The CEO of the Associated Press testified in front of the Senate Judiciary Committee recently about the Freedom of Information Act(FOIA) and it's monsterous collection of loopholes that it contains. His first point, which comes to no surprise to me, is that the Office of Government Information Services(OGIS), established by the Open Government Act of 2007 to ensure that agencies compliance to FOIA, is overworked and underfunded. Side note: It took almost two years to get OGIS up and running.
It is no secret that Federal agencies have fought every step of the way to keep information out of public eyes. If there is one truth in Washington it is: If you can't kill the bill, put tons of loopholes in it, and if that doesn't work, ignore it and hope no one enforces it. I already knew that the FOIA contained a list of exemptions that allowed certain kinds of information to be kept from the public despite any FOIA requests that may come through. Curley, however, notes that there are even more loopholes that appear to be in the works (I'll let him speak for himself here):
"I’d like to focus in my remaining few minutes on the fourth and final point -- that so-called b(3) amendments to legislation are severely undermining FOIA’s ability to preserve the public’s access to government activities and information.

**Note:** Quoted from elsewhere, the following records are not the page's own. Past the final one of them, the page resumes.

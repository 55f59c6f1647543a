use std::fs;
use std::path::Path;
use std::time::Duration;

use tempfile::tempdir;

use shark::config::SharkConfig;
use shark::db::Database;
use shark::store::tasks::TaskPatch;
use shark::store::{StatusChange, Store};
use shark::sync::{self, SyncOptions, SyncStrategy};
use shark::workflow::Workflow;

fn touch(root: &Path, rel: &str, contents: &str) {
    let path = root.join(rel);
    fs::create_dir_all(path.parent().unwrap()).unwrap();
    fs::write(path, contents).unwrap();
}

fn seeded_project(root: &Path) -> (Database, SharkConfig) {
    touch(
        root,
        "docs/plan/E01/epic.md",
        "---\nkey: E01\ntitle: Identity\n---\n# Identity\n",
    );
    touch(
        root,
        "docs/plan/E01/E01-F01/feature.md",
        "---\nkey: E01-F01\ntitle: OAuth\n---\n# OAuth\n",
    );
    touch(
        root,
        "docs/plan/E01/E01-F01/tasks/T-E01-F01-001-login.md",
        "---\nkey: T-E01-F01-001\ntitle: old\n---\n# Login\n",
    );
    (Database::open_memory().unwrap(), SharkConfig::default())
}

fn import(db: &Database, root: &Path, config: &mut SharkConfig) {
    let store = Store::new(db, root);
    let wf = Workflow::default();
    let options = SyncOptions {
        create_missing: true,
        ..Default::default()
    };
    let report = sync::sync(&store, &wf, config, &options).unwrap();
    assert_eq!(report.created.len(), 3);
}

#[test]
fn conflict_under_file_wins_takes_file_title_and_keeps_status() {
    // Scenario E, end to end: both sides diverge after the watermark.
    let dir = tempdir().unwrap();
    let (db, mut config) = seeded_project(dir.path());
    import(&db, dir.path(), &mut config);
    let store = Store::new(&db, dir.path());
    let wf = Workflow::default();

    // move the task into flight so status has something to lose
    store
        .update_status(
            &wf,
            "T-E01-F01-001",
            StatusChange {
                new_status: "in_progress",
                ..Default::default()
            },
        )
        .unwrap();

    std::thread::sleep(Duration::from_millis(20));
    store
        .update_task(
            "T-E01-F01-001",
            TaskPatch {
                title: Some("old".into()),
                ..Default::default()
            },
        )
        .unwrap();
    touch(
        dir.path(),
        "docs/plan/E01/E01-F01/tasks/T-E01-F01-001-login.md",
        "---\nkey: T-E01-F01-001\ntitle: new\nstatus: completed\n---\n# Login\n",
    );

    let before_mark = config.last_sync_time.unwrap();
    let options = SyncOptions {
        strategy: SyncStrategy::FileWins,
        create_missing: true,
        ..Default::default()
    };
    let report = sync::sync(&store, &wf, &mut config, &options).unwrap();

    assert_eq!(report.updated_db, vec!["T-E01-F01-001"]);
    assert_eq!(report.change_count(), 1);
    let task = store.get_task_by_key("T-E01-F01-001").unwrap();
    assert_eq!(task.title, "new");
    assert_eq!(task.status, "in_progress", "status never flows file -> db");
    assert!(config.last_sync_time.unwrap() > before_mark);

    // immediate rerun is a no-op
    std::thread::sleep(Duration::from_millis(20));
    let rerun = sync::sync(&store, &wf, &mut config, &options).unwrap();
    assert!(rerun.is_noop(), "rerun should change nothing: {rerun:?}");
}

#[test]
fn status_survives_every_strategy() {
    for strategy in [
        SyncStrategy::FileWins,
        SyncStrategy::DatabaseWins,
        SyncStrategy::NewerWins,
        SyncStrategy::Manual,
    ] {
        let dir = tempdir().unwrap();
        let (db, mut config) = seeded_project(dir.path());
        import(&db, dir.path(), &mut config);
        let store = Store::new(&db, dir.path());
        let wf = Workflow::default();
        store
            .update_status(
                &wf,
                "T-E01-F01-001",
                StatusChange {
                    new_status: "in_progress",
                    ..Default::default()
                },
            )
            .unwrap();

        std::thread::sleep(Duration::from_millis(20));
        touch(
            dir.path(),
            "docs/plan/E01/E01-F01/tasks/T-E01-F01-001-login.md",
            "---\nkey: T-E01-F01-001\ntitle: edited\nstatus: completed\n---\n",
        );

        let options = SyncOptions {
            strategy,
            create_missing: true,
            ..Default::default()
        };
        sync::sync(&store, &wf, &mut config, &options).unwrap();
        let task = store.get_task_by_key("T-E01-F01-001").unwrap();
        assert_eq!(
            task.status, "in_progress",
            "{strategy:?} must not move status"
        );
    }
}

#[test]
fn newer_wins_follows_the_younger_side() {
    let dir = tempdir().unwrap();
    let (db, mut config) = seeded_project(dir.path());
    import(&db, dir.path(), &mut config);
    let store = Store::new(&db, dir.path());
    let wf = Workflow::default();

    // file first, then the database write: db is younger
    std::thread::sleep(Duration::from_millis(20));
    touch(
        dir.path(),
        "docs/plan/E01/E01-F01/tasks/T-E01-F01-001-login.md",
        "---\nkey: T-E01-F01-001\ntitle: file side\n---\nbody\n",
    );
    std::thread::sleep(Duration::from_millis(1100));
    store
        .update_task(
            "T-E01-F01-001",
            TaskPatch {
                title: Some("db side".into()),
                ..Default::default()
            },
        )
        .unwrap();

    let options = SyncOptions {
        strategy: SyncStrategy::NewerWins,
        create_missing: true,
        ..Default::default()
    };
    let report = sync::sync(&store, &wf, &mut config, &options).unwrap();
    assert_eq!(report.updated_files, vec!["T-E01-F01-001"]);
    let text = fs::read_to_string(
        dir.path()
            .join("docs/plan/E01/E01-F01/tasks/T-E01-F01-001-login.md"),
    )
    .unwrap();
    assert!(text.contains("title: db side"));
    assert!(text.contains("body"));
}

#[test]
fn round_trip_of_an_untouched_file_is_byte_identical() {
    // The writer only rewrites files it changes; an untouched entity file
    // must survive a database-wins sync byte for byte.
    let dir = tempdir().unwrap();
    let (db, mut config) = seeded_project(dir.path());
    import(&db, dir.path(), &mut config);
    let store = Store::new(&db, dir.path());
    let wf = Workflow::default();

    let path = dir.path().join("docs/plan/E01/E01-F01/feature.md");
    let before = fs::read_to_string(&path).unwrap();

    std::thread::sleep(Duration::from_millis(20));
    let options = SyncOptions {
        strategy: SyncStrategy::DatabaseWins,
        create_missing: true,
        ..Default::default()
    };
    let report = sync::sync(&store, &wf, &mut config, &options).unwrap();
    assert!(report.is_noop());
    assert_eq!(fs::read_to_string(&path).unwrap(), before);
}

#[test]
fn progress_is_refreshed_for_features_touched_by_cleanup() {
    let dir = tempdir().unwrap();
    let (db, mut config) = seeded_project(dir.path());
    import(&db, dir.path(), &mut config);
    let store = Store::new(&db, dir.path());
    let wf = Workflow::default();

    // second task, completed, so the feature sits at 50%
    touch(
        dir.path(),
        "docs/plan/E01/E01-F01/tasks/T-E01-F01-002-extra.md",
        "---\nkey: T-E01-F01-002\ntitle: extra\n---\n",
    );
    std::thread::sleep(Duration::from_millis(20));
    let options = SyncOptions {
        create_missing: true,
        ..Default::default()
    };
    sync::sync(&store, &wf, &mut config, &options).unwrap();
    store
        .update_status(
            &wf,
            "T-E01-F01-002",
            StatusChange {
                new_status: "completed",
                forced: true,
                ..Default::default()
            },
        )
        .unwrap();
    store
        .recompute_feature_progress(&wf, store.get_feature_by_key("E01-F01").unwrap().id)
        .unwrap();
    assert_eq!(
        store.get_feature_by_key("E01-F01").unwrap().progress_pct,
        50.0
    );

    // deleting the completed task's file and cleaning up leaves 1 open task
    fs::remove_file(
        dir.path()
            .join("docs/plan/E01/E01-F01/tasks/T-E01-F01-002-extra.md"),
    )
    .unwrap();
    std::thread::sleep(Duration::from_millis(20));
    let options = SyncOptions {
        create_missing: true,
        cleanup: true,
        ..Default::default()
    };
    let report = sync::sync(&store, &wf, &mut config, &options).unwrap();
    assert_eq!(report.deleted, vec!["T-E01-F01-002"]);
    assert_eq!(
        store.get_feature_by_key("E01-F01").unwrap().progress_pct,
        0.0
    );
}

As you know, b(3)s are provisions embedded in other laws that put certain very specific kinds of information beyond FOIA’s reach. They are often inserted with little or no discussion and no public notice, and they now constitute a very large black hole in our open records law. The Sunshine in Government Initiative found about 250 b(3)’s on the books, and about 140 of these show up in agency denial letters in any given year.
In many cases these special exemptions protect information already covered under one or more of the other exemptions in FOIA’s section B. In other cases they are creating whole new categories of information not subject to disclosure."
Black hole indeed..
Yes, I understand that there are some rare times when information should be protected, but what's the point of claiming to have a transparent government when the law supporting it is shot full of holes? It's lip service pure and simple. Nonetheless, it's nice to see that members of the press are not giving up on making our multi-headed behemoth of a Federal Government more transparent, even while agencies and politicians cry and scream, albeit behind closed doors. This is far to important of an issue to let up now.